Он глубоко вздохнул.
— После этого я показал вам мои картины. Я не мог объяснить даже самому себе, почему я нарушил свое золотое правило и привел вас в старую часть дома, где никогда не бывала ни одна женщина.
— И что вы тогда подумали?
— Я испугался.
— Испугались?
— Да, потому что понял, что со мной произошло то, чего никогда не случалось прежде.
— Что же это?
— Я страстно, безоглядно влюбился!
— Неужели… это может быть правдой?
— Именно об этом я спрашивал самого себя.

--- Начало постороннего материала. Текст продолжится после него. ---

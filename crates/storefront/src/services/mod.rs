//! Business logic between the routes and the repositories.
//!
//! - `admin` - dashboard counters for the back office
//! - `auth` - registration, login and bearer token issuance
//! - `cart` / `wishlist` - versioned per-user documents
//! - `orders` - checkout priced from product rows

pub mod admin;
pub mod auth;
pub mod cart;
mod catalog;
mod error;
pub mod orders;
pub mod wishlist;

pub use error::CartServiceError;

use fashion_store_core::{Cart, ProductRef, UserId, Wishlist};
use serde::Serialize;
use serde::de::DeserializeOwned;
use sqlx::PgPool;
use tracing::{debug, warn};

use crate::db::documents::{DocumentKind, DocumentRepository, Versioned};

/// Attempts at a compare-and-swap write before giving up with `Contention`.
pub const MAX_WRITE_ATTEMPTS: u32 = 3;

/// A list stored as a versioned per-user document.
pub(crate) trait ListDocument: Serialize + DeserializeOwned + Default + Send + Sync {
    const KIND: DocumentKind;

    fn set_version(&mut self, version: i64);

    /// Reduce product references to bare ids; detail is never persisted.
    fn strip(&mut self);
}

impl ListDocument for Cart {
    const KIND: DocumentKind = DocumentKind::Cart;

    fn set_version(&mut self, version: i64) {
        self.version = u64::try_from(version).unwrap_or_default();
    }

    fn strip(&mut self) {
        for item in &mut self.items {
            item.product = ProductRef::from(item.product.id());
        }
    }
}

impl ListDocument for Wishlist {
    const KIND: DocumentKind = DocumentKind::Wishlist;

    fn set_version(&mut self, version: i64) {
        self.version = u64::try_from(version).unwrap_or_default();
    }

    fn strip(&mut self) {
        for item in &mut self.items {
            item.product = ProductRef::from(item.product.id());
        }
    }
}

/// Read a user's document, creating it empty on first access.
pub(crate) async fn load_document<T: ListDocument>(pool: &PgPool, user: UserId) -> Result<T, CartServiceError> {
    let Versioned { mut value, version } = DocumentRepository::new(pool).load::<T>(user, T::KIND).await?;
    value.set_version(version);
    Ok(value)
}

/// Apply `mutate` to the latest version of a document and write it back,
/// retrying on a lost compare-and-swap.
///
/// `mutate` may run more than once; an error from it aborts without writing.
pub(crate) async fn update_document<T, R, F>(
    pool: &PgPool,
    user: UserId,
    mut mutate: F,
) -> Result<(T, R), CartServiceError>
where
    T: ListDocument,
    R: Send,
    F: FnMut(&mut T) -> Result<R, CartServiceError> + Send,
{
    let documents = DocumentRepository::new(pool);
    for attempt in 1..=MAX_WRITE_ATTEMPTS {
        let Versioned { mut value, version } = documents.load::<T>(user, T::KIND).await?;
        let outcome = mutate(&mut value)?;
        value.strip();
        if let Some(written) = documents.store(user, T::KIND, &value, version).await? {
            value.set_version(written);
            return Ok((value, outcome));
        }
        debug!(attempt, kind = T::KIND.as_str(), %user, "Document version moved, retrying");
    }

    warn!(kind = T::KIND.as_str(), %user, "Gave up after repeated version conflicts");
    Err(CartServiceError::Contention)
}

Я не мог в это поверить, я не мог допустить, что я испытываю не просто страстное желание, потому что вы так прелестны, но нечто совсем другое — духовную жажду.
— Но вы ни разу после этого не разговаривали со мной… наедине.
— Я уже говорил вам, что я боялся — боялся будущего. Впервые в жизни я испытывал неуверенность в себе, не представляя, как найти решение проблемы — что делать с Летти и с вами.
— Я даже не подозревала… что вы хоть иногда думаете обо мне.
— Откуда я мог знать, как вы ко мне относитесь?
Он сжал ее руку в своих руках и посмотрел на нее.
— Такие маленькие ручки, и все же, когда я наблюдал за столом, как вы блестяще поддерживаете беседу с моими гостями, я знал, что вы держите в них мое счастье.
— Если бы только вы сказали мне об этом!
— А что бы это решило? — спросил он. — Ночами я лежал без сна, размышляя, как мне объяснить Летти, что я не могу жениться на ней, мучительно пытаясь найти выход из ловушки, которую я сам себе построил и из которой не представлялось возможным выйти с честью.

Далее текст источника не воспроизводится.